Low-Complexity Topological Derivative-Based Segmentation

Topological derivative has been employed for image segmentation and restoration. The topological derivative-based segmentation uses two sparse matrices, and the computational complexity of thesegmentation grows up dramatically as the image size increases due to the size of the sparse matrix. Therefore, to provide a fast and accurate segmentation with low complexity, an effective scheme is proposed with keeping the same segmentation performance. To further reduce the computational complexity, the parallel processing structure for the proposed scheme is designed and implemented on graphics processing unit (GPU). In particular, to reduce the computational cost of generating and multiplying sparse matrices that are squared symmetric, the 2D filters consisting of the coefficients at nonborder regions of sparse matrices are defined, and the multiplication is converted into a convolution filtering.

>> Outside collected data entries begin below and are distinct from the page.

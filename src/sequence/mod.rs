//! Traversals over sequences, generic in the wrapper kind.
//!
//! Every function here works with any wrapper from [`crate::control`]: the
//! wrapper returned by the user's function (or held by the source) decides
//! the result kind.
//!
//! - [`collect`], [`map_effectful`], [`filter_effectful`] build a
//!   [`Deferred`] that traverses the source each time it is run.
//! - [`collect_once`], [`map_effectful_once`], [`filter_effectful_once`] do a
//!   single eager pass, for sources that cannot be cloned.
//! - [`fold`], [`fold_while`], [`reduce`], [`reduce_while`] accumulate from
//!   the left.
//!
//! # Examples
//!
//! ```rust
//! use wrapt::control::Outcome;
//! use wrapt::sequence::{fold, map_effectful};
//!
//! let parsed = map_effectful(vec!["4", "x", "6"], |text: &str| {
//!     Outcome::from(text.parse::<i32>().map_err(|_| format!("not a number: {text}")))
//! });
//! assert_eq!(parsed.run(), Outcome::from_error("not a number: x".to_string()));
//!
//! let total: Outcome<i32, String> = fold(vec![4, 5, 6], 0, |sum, n| Outcome::success(sum + n));
//! assert_eq!(total, Outcome::success(15));
//! ```

mod deferred;
mod error;
mod fold;
mod traverse;

pub use deferred::Deferred;
pub use error::EmptySequenceError;
pub use fold::{fold, fold_while, reduce, reduce_while};
pub use traverse::{
    collect, collect_once, filter_effectful, filter_effectful_once, map_effectful,
    map_effectful_once,
};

In addition, to design a parallel processing for the segmentation with the proposed scheme on a GPU, an image is divided into several blocks and they are processed in parallel. Experimental results show that the proposed scheme for topological derivative-based segmentation reduces the computational complexity ~ 908 times, and the complexity of the proposed scheme is reduced ~ 17 times more from the parallel structure. In particular, the higher efficiency can be obtained from large sized images because the complexity of the proposed scheme does not depend on the image size. Moreover, the proposed scheme can provide almost identical segmentation result with the original sparse matrix-based approach. Therefore, we believe that the proposed scheme can be a useful tool for efficient topological derivative-based segmentation.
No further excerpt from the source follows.